Employment discrimination claims under Title VII are evaluated under the burden-shifting framework articulated by the Supreme Court in McDonnell Douglas Corp. v. Green, 411 U.S. 792 (1973). At the first step, the plaintiff must establish a prima facie case of discrimination, by showing that (1) she belonged to a protected class, in this case, based on her gender, race, or national origin; (2) she was qualified for the position; (3) she suffered an adverse employment action; and (4) the adverse employment action occurred under circumstances giving rise to an inference of discrimination. See Roge v. NYP Holdings, Inc., 257 F.3d 164, 168 (2d Cir. 2001). At the second step, once a prima facie case has been established, "the burden shifts to the employer to articulate a legitimate, non-discriminatory reason for the [adverse employment action]." Graham v. Long Island R.R., 230 F.3d 34, 38 (2d Cir. 2000). "If the employer successfully carries [its] burden [of articulating a legitimate, non-discriminatory reason for the adverse employment action], the pattern of presumptions and burden shifts established by McDonnell-Douglas . . . drops away." Adamczyk v. New York Dep't of Correctional Servs., 474 F. App'x 23, 25 (2d Cir. 2012) (quoting Tomassi v. Insignia Fin. Grp., Inc., 478 F.3d 111, 113 (2d Cir. 2007) (internal quotation marks omitted). At the last step, "the plaintiff must then come forward with evidence that the defendant's proffered, non-discriminatory reason is a mere pretext for actual discrimination." Weinstock v. Columbia Univ., 224 F.3d 33, 42 (2d Cir. 2000). "To establish pretext, '[t]he plaintiff must produce not simply 'some' evidence, but sufficient evidence to support a rational finding that the . . . reasons proffered by the defendant were false, and that more likely than not discrimination was the real reason for the employment action.'" Lawless v. TWC Media Solutions, Inc., 487 F. App'x 613, 616 (2d Cir. 2012) (alteration in original) (quoting Weinstock, 224 F.3d at 42).

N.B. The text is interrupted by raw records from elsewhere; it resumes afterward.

use crate::domain::prediction::CurrentUser;
use std::sync::{Arc, Mutex, PoisonError, RwLock};

pub type LogoutHandler = Arc<dyn Fn() + Send + Sync>;

pub trait IdentityProvider: Send + Sync {
    fn current_user(&self) -> Option<CurrentUser>;

    fn on_logout(&self, handler: LogoutHandler);
}

#[derive(Default)]
pub struct SessionIdentity {
    user: RwLock<Option<CurrentUser>>,
    handlers: Mutex<Vec<LogoutHandler>>,
}

impl SessionIdentity {
    pub fn new() -> Self {
        Self::default()
    }

    pub fn with_user(user: CurrentUser) -> Self {
        Self {
            user: RwLock::new(Some(user)),
            handlers: Mutex::default(),
        }
    }

    pub fn login(&self, user: CurrentUser) {
        tracing::info!(user_id = %user.id, role = ?user.role, "session login");
        *self.user.write().unwrap_or_else(PoisonError::into_inner) = Some(user);
    }

    pub fn logout(&self) {
        let previous = self
            .user
            .write()
            .unwrap_or_else(PoisonError::into_inner)
            .take();

        // Handlers run outside the lock so they may call back into this provider.
        let handlers: Vec<LogoutHandler> = self
            .handlers
            .lock()
            .unwrap_or_else(PoisonError::into_inner)
            .clone();

        tracing::info!(
            user_id = previous.as_ref().map(|u| u.id.as_str()),
            handlers = handlers.len(),
            "session logout"
        );
        for handler in handlers {
            handler();
        }
    }
}

impl IdentityProvider for SessionIdentity {
    fn current_user(&self) -> Option<CurrentUser> {
        self.user
            .read()
            .unwrap_or_else(PoisonError::into_inner)
            .clone()
    }

    fn on_logout(&self, handler: LogoutHandler) {
        self.handlers
            .lock()
            .unwrap_or_else(PoisonError::into_inner)
            .push(handler);
    }
}

#[cfg(test)]
mod tests {
    use super::*;
    use crate::domain::prediction::Role;
    use std::sync::atomic::{AtomicUsize, Ordering};

    #[test]
    fn logout_clears_user_and_notifies_handlers() {
        let identity = SessionIdentity::with_user(CurrentUser::new("u-1", Some(Role::User)));
        let calls = Arc::new(AtomicUsize::new(0));
        let counter = Arc::clone(&calls);
        identity.on_logout(Arc::new(move || {
            counter.fetch_add(1, Ordering::SeqCst);
        }));

        assert_eq!(identity.current_user().map(|u| u.id), Some("u-1".to_string()));
        identity.logout();
        assert!(identity.current_user().is_none());
        assert_eq!(calls.load(Ordering::SeqCst), 1);
    }

    #[test]
    fn login_replaces_user() {
        let identity = SessionIdentity::new();
        assert!(identity.current_user().is_none());
        identity.login(CurrentUser::new("u-2", Some(Role::OrgAdmin)));
        assert_eq!(
            identity.current_user().and_then(|u| u.role),
            Some(Role::OrgAdmin)
        );
    }
}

For purposes of deciding this motion, the Court assumes that Chen has established a prima facie case since Defendants have articulated legitimate, non-discriminatory reasons for deciding not to renew her appointment as Director of Asian Studies or Professor for the 20102011 academic year, namely: "her poor judgment . . . and continued refusal to take responsibility for her conduct." Defs.' Mem. 17-18; Coulston Decl. Ex. C; see Idrees v. City of New York, 04 Civ. 2197 (LAK) (GWG), 2009 WL 142107, at *9 (S.D.N.Y. Jan. 21, 2009) ("Second Circuit case law makes clear that a court may simply assume that a plaintiff has established a prima facie case and skip to the final step in the McDonnell Douglas analysis, as long as the employer has articulated a legitimate nondiscriminatory reason for the adverse employment action."). The Court therefore turns to the final step of the McDonnell-Douglas analysis. The pertinent question here is whether the evidence is sufficient "to support a rational finding that the . . . reasons proffered by the defendant were false, and that more likely than not discrimination was the real reason for the employment action." Lawless, 487 F. App'x at 616 (quoting Weinstock, 224 F.3d at 42). The Court finds that it is not.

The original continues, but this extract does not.